The two main presidential contenders in the Kenyan elections—Raila Odinga and William Ruto—were neck-to-neck in the count, which meant that these two prominent Kenyans apparently represented major constituencies and ideals in the country. But if democracy privileges the government formed by the majority, the idea of a +1 majority is simply ridiculous in the sense that small difference marginalises the voices of 49% of the country.  Yes, in the winner-takes-all approach to governance, the general populace is the loser.

Let me explain:

Please note that on either side of these political camps are Kenya’s most ‘educated’, but like everywhere on the continent, the Kenyan elite is a very small group of persons. I do not mean the “corrupt corporate elite,” but the actual people with brains [education and exposure] to do things like negotiating with the very shady and colonialist international trade organisations, and laying the groundwork for sustainable and profitable exploitation of African human and natural resources. In fact, Kenya actually needs all its brilliant folks on either side of the divide to whisper together and ‘build Kenya.’

I know this sounds like day-dreaming on my part. Because the trickster will ask: How do you get them to select their leadership and work together without going through a competitive electoral process? This question is at the core of our colonial capture. The foolish idea that good leadership only emerges from competitive electoral processes with universal adult suffrage is the epitome of colonial manipulation, which sadly, many in Africa have been infected with.

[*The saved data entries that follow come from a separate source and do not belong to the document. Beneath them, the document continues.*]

//! Accumulated knowledge and document formatting.
//!
//! Both the synthesizer and the generator fold model outputs into a growing
//! text buffer, one batch at a time. [`Knowledge`] is that buffer as an
//! immutable value: each step produces a new one, so a fold over batches is
//! just `batches.fold(seed, absorb)`.

use std::fmt;

use crate::models::DocumentRecord;

/// Model outputs gathered so far, newline-separated, in batch order.
#[derive(Debug, Clone, Default, PartialEq, Eq)]
pub struct Knowledge(String);

impl Knowledge {
    pub fn empty() -> Self {
        Self::default()
    }

    /// Start from fixed text, e.g. standing instructions.
    pub fn seeded(seed: impl Into<String>) -> Self {
        Self(seed.into())
    }

    /// New buffer with `output` and a trailing newline appended.
    #[must_use]
    pub fn absorb(&self, output: &str) -> Self {
        let mut text = String::with_capacity(self.0.len() + output.len() + 1);
        text.push_str(&self.0);
        text.push_str(output);
        text.push('\n');
        Self(text)
    }

    pub fn as_str(&self) -> &str {
        &self.0
    }

    pub fn is_empty(&self) -> bool {
        self.0.is_empty()
    }
}

impl fmt::Display for Knowledge {
    fn fmt(&self, f: &mut fmt::Formatter<'_>) -> fmt::Result {
        f.write_str(&self.0)
    }
}

/// Prompt text for one document.
pub fn format_document(document: &DocumentRecord) -> String {
    format!(
        "title: {}\nabstract: {}\nconclusion: {}\nintroduction: {}\nmethodology: {}\nresult: {}\nlimitation: {}\n",
        document.title,
        document.abstract_text,
        document.conclusion,
        document.introduction,
        document.methods,
        document.results,
        document.limitations,
    )
}

/// Prompt text for a batch: every document, in order.
pub fn format_batch(batch: &[DocumentRecord]) -> String {
    batch.iter().map(format_document).collect()
}

/// Split `documents` into contiguous batches of `chunk_size` (zero acts as one).
pub fn batches(
    documents: &[DocumentRecord],
    chunk_size: usize,
) -> impl Iterator<Item = &[DocumentRecord]> {
    documents.chunks(chunk_size.max(1))
}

In truth though, in Africa competitive electoral processes have only served to divide the few  who then spend entire lifetimes trying to perfect an imperfectible system. That is how one ends up with dead wood in government [Museveni referred to his government as one composed of “fishermen”] with the ‘educated people’ either as commentators or forming a largely useless group humoured as “the opposition.” I will not give examples.

To appreciate the dangerousness of this democratic trap—where electoral processes are dreadfully mixed up with civil liberties—one has to consider countries which do not go through this drama. And I am not talking about China, which is the world’s manufacturing power, neither am I talking about Russia or Iran (and save me the human rights malarkey as Julian Assange is being punished for simply exposing the crimes of our ‘democratic examples’). I am writing about Libya, a country while under Muammar Gaddafi ranked highest on UN Human Development Index on the African continent, above South Africa. This country, though under an autocratic leadership delivered public goods and services to its people and also extended credit and grants to the rest of the continent. With its massive civil liberties problems, Gaddafi’s Libya—specifically its independence from colonial control and impressive delivery of public goods and services—could easily be the dream of all Africans.

Yet I fear that this dream cannot be delivered through smooth elections (and a shallow democracy that is not worthy of its name). Their “smooth elections” are actually not just a form of distraction, but also the post-1980 craft through which pillage of African resources—often euphemised as free markets—has been executed.

A version of this blogpost first appeared in The Pan-African Review as ‘Kenya’s “smooth” election perfects Africa’s underdevelopment’ on 15 August 2022.

Yusuf Serunkuma is a columnist in Uganda’s newspapers, scholar and a playwright. Yusuf Serunkuma’s recent publications include an edited volume with Eria Serwajja, Before the First Drop: Oil, capitalists and the wretcheds of western Uganda, and Non-Essential Humans: Essays on Governance, Ruin and Survival in Covid-19 Uganda, both books published by Editor House Facility (EHF), Kampala.